• [Exercise prompt]: Where a line has odd spacing or punctuation, keep it; transcribe all the entries exactly.

++++ The data ++++

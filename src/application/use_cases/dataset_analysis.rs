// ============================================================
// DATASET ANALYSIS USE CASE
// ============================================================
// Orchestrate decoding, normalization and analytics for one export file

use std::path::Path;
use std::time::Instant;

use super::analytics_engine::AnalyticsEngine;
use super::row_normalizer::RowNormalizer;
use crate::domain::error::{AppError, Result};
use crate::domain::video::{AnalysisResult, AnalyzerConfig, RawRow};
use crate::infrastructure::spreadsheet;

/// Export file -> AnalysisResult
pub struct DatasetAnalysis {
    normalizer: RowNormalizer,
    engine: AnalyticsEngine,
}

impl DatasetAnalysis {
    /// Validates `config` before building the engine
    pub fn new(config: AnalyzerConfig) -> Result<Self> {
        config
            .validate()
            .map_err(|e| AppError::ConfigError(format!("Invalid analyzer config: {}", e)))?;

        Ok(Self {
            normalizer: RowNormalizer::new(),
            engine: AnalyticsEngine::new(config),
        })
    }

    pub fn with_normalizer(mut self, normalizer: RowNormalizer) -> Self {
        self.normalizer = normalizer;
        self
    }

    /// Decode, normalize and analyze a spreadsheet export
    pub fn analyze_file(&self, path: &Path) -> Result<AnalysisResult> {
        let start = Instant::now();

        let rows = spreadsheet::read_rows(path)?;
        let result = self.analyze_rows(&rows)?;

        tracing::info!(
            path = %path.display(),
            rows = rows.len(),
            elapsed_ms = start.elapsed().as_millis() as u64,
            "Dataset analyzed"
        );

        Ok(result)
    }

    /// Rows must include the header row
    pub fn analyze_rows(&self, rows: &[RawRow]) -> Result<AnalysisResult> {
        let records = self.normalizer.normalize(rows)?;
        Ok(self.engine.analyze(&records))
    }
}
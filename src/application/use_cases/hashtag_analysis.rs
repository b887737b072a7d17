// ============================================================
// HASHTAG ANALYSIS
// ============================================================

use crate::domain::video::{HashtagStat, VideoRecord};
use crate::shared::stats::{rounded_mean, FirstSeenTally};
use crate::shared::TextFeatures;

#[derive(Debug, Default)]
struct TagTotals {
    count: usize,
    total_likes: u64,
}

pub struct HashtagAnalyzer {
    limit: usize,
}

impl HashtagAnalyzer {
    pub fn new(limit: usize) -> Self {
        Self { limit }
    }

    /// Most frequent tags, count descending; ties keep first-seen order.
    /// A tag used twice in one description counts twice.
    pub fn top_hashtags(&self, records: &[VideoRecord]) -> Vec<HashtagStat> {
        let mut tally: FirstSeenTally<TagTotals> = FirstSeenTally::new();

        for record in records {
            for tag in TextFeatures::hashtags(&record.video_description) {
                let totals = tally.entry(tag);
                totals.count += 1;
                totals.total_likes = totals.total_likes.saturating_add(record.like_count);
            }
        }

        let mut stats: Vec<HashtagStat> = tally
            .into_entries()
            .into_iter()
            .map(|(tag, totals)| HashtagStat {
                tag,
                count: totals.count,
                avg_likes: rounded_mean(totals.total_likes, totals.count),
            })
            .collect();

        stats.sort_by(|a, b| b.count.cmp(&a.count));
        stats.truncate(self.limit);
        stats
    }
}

++++

• [Result of the task]:
filename src/application/use_cases/dataset_analysis.rs
// ============================================================
// DATASET ANALYSIS USE CASE
// ============================================================
// Orchestrate decoding, normalization and analytics for one export file

use std::path::Path;
use std::time::Instant;

use super::analytics_engine::AnalyticsEngine;
use super::row_normalizer::RowNormalizer;
use crate::domain::error::{AppError, Result};
use crate::domain::video::{AnalysisResult, AnalyzerConfig, RawRow};
use crate::infrastructure::spreadsheet;

/// Export file -> AnalysisResult
pub struct DatasetAnalysis {
    normalizer: RowNormalizer,
    engine: AnalyticsEngine,
}

impl DatasetAnalysis {
    /// Validates `config` before building the engine
    pub fn new(config: AnalyzerConfig) -> Result<Self> {
        config
            .validate()
            .map_err(|e| AppError::ConfigError(format!("Invalid analyzer config: {}", e)))?;

        Ok(Self {
            normalizer: RowNormalizer::new(),
            engine: AnalyticsEngine::new(config),
        })
    }

    pub fn with_normalizer(mut self, normalizer: RowNormalizer) -> Self {
        self.normalizer = normalizer;
        self
    }

    /// Decode, normalize and analyze a spreadsheet export
    pub fn analyze_file(&self, path: &Path) -> Result<AnalysisResult> {
        let start = Instant::now();

        let rows = spreadsheet::read_rows(path)?;
        let result = self.analyze_rows(&rows)?;

        tracing::info!(
            path = %path.display(),
            rows = rows.len(),
            elapsed_ms = start.elapsed().as_millis() as u64,
            "Dataset analyzed"
        );

        Ok(result)
    }

    /// Rows must include the header row
    pub fn analyze_rows(&self, rows: &[RawRow]) -> Result<AnalysisResult> {
        let records = self.normalizer.normalize(rows)?;
        Ok(self.engine.analyze(&records))
    }
}
filename src/application/use_cases/hashtag_analysis.rs
repository b887737b072a7d17
// ============================================================
// HASHTAG ANALYSIS
// ============================================================

use crate::domain::video::{HashtagStat, VideoRecord};
use crate::shared::stats::{rounded_mean, FirstSeenTally};
use crate::shared::TextFeatures;

#[derive(Debug, Default)]
struct TagTotals {
    count: usize,
    total_likes: u64,
}

pub struct HashtagAnalyzer {
    limit: usize,
}

impl HashtagAnalyzer {
    pub fn new(limit: usize) -> Self {
        Self { limit }
    }

    /// Most frequent tags, count descending; ties keep first-seen order.
    /// A tag used twice in one description counts twice.
    pub fn top_hashtags(&self, records: &[VideoRecord]) -> Vec<HashtagStat> {
        let mut tally: FirstSeenTally<TagTotals> = FirstSeenTally::new();

        for record in records {
            for tag in TextFeatures::hashtags(&record.video_description) {
                let totals = tally.entry(tag);
                totals.count += 1;
                totals.total_likes = totals.total_likes.saturating_add(record.like_count);
            }
        }

        let mut stats: Vec<HashtagStat> = tally
            .into_entries()
            .into_iter()
            .map(|(tag, totals)| HashtagStat {
                tag,
                count: totals.count,
                avg_likes: rounded_mean(totals.total_likes, totals.count),
            })
            .collect();

        stats.sort_by(|a, b| b.count.cmp(&a.count));
        stats.truncate(self.limit);
        stats
    }
}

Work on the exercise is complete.